Give back exactly the stretch of data below from the line holding "an odds snapshot" through the line holding "pub mod scanner;", both ends included, and leave the remaining lines out.

↓↓↓

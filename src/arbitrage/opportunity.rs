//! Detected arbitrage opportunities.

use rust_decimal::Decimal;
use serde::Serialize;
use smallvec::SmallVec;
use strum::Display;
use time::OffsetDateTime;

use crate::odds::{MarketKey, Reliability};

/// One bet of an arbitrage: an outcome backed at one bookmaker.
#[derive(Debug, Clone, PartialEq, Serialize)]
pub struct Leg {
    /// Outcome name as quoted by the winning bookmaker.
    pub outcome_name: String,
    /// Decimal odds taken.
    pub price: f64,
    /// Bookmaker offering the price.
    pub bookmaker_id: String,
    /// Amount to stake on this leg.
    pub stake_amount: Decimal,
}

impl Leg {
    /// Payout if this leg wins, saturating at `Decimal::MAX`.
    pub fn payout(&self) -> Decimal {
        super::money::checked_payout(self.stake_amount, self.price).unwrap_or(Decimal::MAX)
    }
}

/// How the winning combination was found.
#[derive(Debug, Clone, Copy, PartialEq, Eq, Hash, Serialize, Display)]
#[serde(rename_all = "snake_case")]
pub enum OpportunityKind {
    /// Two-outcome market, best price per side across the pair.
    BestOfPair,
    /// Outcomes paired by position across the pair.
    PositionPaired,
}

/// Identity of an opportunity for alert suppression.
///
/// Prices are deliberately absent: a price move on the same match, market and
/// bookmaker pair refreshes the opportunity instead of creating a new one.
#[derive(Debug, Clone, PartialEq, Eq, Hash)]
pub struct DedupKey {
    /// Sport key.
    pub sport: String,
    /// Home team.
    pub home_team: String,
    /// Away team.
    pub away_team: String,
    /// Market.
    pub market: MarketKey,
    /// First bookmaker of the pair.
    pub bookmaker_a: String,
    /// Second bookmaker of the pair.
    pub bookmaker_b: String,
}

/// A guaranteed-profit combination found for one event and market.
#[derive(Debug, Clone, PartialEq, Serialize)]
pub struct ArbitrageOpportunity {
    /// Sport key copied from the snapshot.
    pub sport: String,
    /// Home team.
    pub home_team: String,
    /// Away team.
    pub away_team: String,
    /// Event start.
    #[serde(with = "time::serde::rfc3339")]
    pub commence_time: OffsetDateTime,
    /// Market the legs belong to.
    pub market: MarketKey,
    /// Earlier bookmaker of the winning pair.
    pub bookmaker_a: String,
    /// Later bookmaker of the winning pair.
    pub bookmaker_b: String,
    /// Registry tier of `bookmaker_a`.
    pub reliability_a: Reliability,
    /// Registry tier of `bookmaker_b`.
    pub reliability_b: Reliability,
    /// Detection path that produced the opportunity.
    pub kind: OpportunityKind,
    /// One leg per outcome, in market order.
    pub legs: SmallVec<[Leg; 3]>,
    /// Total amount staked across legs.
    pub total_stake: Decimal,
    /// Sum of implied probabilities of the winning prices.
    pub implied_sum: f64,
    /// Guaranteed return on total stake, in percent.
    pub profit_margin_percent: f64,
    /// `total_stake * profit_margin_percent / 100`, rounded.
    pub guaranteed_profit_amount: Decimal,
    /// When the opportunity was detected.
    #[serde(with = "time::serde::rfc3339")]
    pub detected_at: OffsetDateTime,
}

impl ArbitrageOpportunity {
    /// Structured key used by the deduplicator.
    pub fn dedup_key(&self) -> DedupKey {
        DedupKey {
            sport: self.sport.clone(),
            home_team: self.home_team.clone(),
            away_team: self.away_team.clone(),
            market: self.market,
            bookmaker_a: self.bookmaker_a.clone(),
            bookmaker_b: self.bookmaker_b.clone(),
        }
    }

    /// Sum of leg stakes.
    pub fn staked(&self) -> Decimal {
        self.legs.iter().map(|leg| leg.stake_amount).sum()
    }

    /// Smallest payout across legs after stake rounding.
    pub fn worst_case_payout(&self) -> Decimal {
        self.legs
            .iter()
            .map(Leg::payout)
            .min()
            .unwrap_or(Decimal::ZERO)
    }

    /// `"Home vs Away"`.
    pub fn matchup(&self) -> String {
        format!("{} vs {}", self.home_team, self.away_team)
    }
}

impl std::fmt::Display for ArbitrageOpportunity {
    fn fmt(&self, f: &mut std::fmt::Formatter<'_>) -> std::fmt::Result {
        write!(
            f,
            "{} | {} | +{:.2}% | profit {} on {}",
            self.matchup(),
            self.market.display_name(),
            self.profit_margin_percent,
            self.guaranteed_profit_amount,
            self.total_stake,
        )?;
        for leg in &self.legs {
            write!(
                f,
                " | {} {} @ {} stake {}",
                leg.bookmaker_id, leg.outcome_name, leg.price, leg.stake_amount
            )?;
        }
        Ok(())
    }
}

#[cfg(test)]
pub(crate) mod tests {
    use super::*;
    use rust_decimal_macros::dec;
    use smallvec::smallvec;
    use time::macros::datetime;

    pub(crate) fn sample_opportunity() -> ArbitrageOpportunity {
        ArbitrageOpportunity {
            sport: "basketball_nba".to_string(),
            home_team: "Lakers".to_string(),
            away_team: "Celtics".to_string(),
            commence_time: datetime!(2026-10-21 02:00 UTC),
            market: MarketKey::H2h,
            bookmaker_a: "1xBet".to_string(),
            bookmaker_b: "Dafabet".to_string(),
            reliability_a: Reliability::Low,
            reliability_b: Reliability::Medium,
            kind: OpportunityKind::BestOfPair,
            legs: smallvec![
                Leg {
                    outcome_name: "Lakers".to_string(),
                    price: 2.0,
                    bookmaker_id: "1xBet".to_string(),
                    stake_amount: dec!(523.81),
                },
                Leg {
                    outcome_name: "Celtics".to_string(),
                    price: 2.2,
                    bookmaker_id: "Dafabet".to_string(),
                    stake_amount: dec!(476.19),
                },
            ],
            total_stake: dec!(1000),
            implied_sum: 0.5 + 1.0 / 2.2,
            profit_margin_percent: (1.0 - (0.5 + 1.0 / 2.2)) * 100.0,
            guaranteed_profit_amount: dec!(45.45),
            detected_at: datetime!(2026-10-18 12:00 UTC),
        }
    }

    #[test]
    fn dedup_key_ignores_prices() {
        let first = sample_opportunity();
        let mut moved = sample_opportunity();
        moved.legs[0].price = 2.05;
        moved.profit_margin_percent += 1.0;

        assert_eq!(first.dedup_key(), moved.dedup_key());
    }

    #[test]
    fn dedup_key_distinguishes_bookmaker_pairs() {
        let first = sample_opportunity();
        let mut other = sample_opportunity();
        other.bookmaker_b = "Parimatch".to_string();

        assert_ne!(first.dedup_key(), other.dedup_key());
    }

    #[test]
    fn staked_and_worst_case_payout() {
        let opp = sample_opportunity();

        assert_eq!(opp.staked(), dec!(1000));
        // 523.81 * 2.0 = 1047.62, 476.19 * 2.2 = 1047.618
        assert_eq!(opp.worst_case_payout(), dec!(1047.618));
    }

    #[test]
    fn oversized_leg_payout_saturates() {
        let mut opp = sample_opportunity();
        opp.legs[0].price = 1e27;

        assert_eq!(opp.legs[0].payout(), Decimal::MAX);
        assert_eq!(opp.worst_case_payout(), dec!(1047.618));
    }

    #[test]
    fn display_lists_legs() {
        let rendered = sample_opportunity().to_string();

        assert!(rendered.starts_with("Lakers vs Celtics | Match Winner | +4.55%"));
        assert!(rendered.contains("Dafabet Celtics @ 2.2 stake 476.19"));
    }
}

↑↑↑
↓↓↓

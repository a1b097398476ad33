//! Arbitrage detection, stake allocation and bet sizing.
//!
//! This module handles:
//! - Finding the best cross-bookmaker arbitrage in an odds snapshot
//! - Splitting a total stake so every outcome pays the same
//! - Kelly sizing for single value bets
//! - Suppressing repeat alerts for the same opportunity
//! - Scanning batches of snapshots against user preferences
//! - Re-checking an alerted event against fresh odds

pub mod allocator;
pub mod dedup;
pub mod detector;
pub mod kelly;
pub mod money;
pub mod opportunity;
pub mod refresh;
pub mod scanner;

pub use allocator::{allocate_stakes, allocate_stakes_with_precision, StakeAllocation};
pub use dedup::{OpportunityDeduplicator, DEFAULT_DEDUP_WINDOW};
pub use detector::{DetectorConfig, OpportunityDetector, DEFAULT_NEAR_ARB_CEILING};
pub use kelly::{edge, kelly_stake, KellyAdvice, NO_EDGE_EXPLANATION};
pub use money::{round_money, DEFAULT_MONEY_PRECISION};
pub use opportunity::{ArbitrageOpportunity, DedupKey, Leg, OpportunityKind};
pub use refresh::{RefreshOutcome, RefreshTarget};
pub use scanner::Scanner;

↑↑↑
↓↓↓

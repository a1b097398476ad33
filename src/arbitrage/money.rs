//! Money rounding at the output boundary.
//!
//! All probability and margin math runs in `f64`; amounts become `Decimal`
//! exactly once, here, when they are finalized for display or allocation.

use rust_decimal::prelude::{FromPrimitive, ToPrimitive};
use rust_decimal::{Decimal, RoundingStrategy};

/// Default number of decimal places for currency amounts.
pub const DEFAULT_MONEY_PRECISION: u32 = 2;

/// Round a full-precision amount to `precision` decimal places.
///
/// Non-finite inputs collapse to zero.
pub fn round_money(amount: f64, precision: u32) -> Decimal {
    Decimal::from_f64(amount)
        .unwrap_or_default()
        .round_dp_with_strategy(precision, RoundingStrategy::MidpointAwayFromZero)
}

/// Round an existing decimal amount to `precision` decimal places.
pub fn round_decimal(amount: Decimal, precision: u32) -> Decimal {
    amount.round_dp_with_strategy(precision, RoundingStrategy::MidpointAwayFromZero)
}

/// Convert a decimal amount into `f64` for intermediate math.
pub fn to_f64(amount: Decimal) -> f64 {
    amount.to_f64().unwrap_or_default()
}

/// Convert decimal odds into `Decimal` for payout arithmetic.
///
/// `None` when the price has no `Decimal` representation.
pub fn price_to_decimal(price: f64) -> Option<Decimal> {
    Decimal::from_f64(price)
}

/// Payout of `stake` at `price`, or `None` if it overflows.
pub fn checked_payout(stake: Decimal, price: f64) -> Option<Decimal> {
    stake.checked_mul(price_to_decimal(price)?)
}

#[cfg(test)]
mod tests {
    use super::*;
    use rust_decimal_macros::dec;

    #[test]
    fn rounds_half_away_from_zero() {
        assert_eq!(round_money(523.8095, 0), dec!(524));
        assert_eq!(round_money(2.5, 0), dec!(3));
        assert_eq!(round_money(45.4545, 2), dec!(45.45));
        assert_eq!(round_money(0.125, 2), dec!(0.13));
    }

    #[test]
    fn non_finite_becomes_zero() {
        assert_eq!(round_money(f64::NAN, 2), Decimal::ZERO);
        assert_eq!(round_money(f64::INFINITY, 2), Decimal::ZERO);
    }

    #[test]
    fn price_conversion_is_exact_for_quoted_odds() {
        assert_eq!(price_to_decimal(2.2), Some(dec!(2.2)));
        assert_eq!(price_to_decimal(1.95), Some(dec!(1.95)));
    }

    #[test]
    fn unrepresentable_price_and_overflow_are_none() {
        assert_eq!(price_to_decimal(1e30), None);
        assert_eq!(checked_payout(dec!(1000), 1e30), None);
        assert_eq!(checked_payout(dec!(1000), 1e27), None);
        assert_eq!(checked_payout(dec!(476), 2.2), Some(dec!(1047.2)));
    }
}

↑↑↑

Problem solution:
//! - Finding the best cross-bookmaker arbitrage in an odds snapshot
//! - Splitting a total stake so every outcome pays the same
//! - Kelly sizing for single value bets
//! - Suppressing repeat alerts for the same opportunity
//! - Scanning batches of snapshots against user preferences
//! - Re-checking an alerted event against fresh odds

pub mod allocator;
pub mod dedup;
pub mod detector;
pub mod kelly;
pub mod money;
pub mod opportunity;
pub mod refresh;
pub mod scanner;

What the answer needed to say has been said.